● WHAT YOU WILL DO
Work out the number of lines in the records that include the word "async"; reply with that number alone.

Stored items:
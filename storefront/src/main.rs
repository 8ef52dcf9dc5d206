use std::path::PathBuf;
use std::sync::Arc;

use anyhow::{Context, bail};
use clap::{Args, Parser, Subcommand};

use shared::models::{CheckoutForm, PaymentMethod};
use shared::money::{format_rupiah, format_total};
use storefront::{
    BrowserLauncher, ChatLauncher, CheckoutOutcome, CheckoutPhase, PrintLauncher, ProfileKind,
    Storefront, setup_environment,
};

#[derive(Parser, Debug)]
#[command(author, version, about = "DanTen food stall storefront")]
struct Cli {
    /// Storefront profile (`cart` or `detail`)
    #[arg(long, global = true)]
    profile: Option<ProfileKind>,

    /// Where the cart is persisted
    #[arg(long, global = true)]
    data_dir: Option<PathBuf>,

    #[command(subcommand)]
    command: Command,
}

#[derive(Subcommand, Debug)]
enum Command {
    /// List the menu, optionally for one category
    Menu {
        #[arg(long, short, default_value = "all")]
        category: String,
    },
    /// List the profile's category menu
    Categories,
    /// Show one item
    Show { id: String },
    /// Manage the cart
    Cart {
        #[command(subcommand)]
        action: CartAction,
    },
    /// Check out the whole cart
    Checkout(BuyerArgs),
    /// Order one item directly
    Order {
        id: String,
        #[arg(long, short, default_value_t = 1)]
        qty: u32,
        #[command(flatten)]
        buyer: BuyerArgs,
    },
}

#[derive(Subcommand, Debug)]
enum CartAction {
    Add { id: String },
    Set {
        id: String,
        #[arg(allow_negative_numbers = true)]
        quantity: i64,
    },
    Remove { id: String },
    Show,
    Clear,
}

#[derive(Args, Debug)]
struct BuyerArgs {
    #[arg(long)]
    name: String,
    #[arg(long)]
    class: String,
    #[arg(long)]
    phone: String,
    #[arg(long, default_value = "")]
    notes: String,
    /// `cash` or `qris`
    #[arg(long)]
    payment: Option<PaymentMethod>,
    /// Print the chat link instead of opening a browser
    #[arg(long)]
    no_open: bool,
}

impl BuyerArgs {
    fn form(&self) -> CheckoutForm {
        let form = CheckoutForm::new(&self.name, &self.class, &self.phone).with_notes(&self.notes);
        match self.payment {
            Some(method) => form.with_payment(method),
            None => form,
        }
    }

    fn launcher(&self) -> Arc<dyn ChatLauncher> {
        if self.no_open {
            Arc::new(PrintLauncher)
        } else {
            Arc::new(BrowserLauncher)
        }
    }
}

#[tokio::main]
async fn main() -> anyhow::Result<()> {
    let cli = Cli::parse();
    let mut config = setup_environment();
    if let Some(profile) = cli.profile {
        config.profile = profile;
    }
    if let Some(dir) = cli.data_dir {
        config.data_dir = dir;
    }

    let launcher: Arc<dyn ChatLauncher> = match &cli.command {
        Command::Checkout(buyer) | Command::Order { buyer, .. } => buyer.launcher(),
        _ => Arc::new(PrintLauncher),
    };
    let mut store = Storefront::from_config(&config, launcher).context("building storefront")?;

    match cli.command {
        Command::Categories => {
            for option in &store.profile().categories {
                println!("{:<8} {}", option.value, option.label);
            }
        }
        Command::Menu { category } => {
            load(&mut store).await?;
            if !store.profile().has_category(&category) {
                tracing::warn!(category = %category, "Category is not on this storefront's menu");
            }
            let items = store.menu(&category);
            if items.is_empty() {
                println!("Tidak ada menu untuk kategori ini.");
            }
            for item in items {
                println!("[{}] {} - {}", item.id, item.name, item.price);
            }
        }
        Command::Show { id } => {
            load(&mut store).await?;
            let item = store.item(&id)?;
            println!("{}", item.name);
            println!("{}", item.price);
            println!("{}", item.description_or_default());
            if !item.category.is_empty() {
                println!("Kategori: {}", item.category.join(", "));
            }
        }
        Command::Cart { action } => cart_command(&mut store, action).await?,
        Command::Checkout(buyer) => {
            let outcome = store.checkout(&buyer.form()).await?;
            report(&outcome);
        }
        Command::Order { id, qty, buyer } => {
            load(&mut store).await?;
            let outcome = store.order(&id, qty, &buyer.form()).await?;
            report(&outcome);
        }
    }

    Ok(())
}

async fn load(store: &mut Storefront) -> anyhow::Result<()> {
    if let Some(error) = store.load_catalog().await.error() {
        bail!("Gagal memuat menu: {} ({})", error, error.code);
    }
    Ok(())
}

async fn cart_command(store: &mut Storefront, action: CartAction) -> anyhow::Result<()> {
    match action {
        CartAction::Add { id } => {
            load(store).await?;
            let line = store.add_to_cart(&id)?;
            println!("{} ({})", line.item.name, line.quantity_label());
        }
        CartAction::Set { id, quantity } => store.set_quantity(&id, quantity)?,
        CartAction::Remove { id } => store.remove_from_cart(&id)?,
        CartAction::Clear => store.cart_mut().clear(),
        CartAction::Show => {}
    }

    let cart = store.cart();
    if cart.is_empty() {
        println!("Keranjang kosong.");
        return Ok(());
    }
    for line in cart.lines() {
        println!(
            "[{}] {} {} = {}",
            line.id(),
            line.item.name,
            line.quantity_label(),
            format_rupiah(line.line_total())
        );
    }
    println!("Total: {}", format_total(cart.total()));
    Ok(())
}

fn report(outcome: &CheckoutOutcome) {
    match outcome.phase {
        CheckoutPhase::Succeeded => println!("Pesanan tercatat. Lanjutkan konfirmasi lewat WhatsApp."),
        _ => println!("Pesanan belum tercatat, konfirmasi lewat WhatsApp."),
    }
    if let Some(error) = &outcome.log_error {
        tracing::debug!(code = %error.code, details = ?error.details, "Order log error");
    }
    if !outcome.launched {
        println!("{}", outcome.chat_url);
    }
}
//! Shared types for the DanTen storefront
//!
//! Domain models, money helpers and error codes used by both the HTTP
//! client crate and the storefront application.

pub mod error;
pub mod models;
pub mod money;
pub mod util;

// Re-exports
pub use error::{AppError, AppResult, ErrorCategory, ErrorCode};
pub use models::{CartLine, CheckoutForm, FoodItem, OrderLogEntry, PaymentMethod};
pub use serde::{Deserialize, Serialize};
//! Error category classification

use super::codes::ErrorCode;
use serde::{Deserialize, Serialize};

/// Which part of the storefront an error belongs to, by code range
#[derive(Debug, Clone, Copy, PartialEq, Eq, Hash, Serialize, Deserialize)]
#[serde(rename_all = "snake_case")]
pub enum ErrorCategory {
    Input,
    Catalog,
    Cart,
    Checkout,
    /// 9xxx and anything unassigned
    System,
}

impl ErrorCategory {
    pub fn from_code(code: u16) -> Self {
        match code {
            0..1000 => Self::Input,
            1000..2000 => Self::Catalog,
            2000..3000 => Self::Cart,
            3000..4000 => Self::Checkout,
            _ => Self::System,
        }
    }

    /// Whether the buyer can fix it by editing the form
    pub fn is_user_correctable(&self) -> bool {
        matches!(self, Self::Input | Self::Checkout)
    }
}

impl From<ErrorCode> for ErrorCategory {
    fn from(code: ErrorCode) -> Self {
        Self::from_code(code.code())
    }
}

● SOLUTION TO THE PROBLEM
3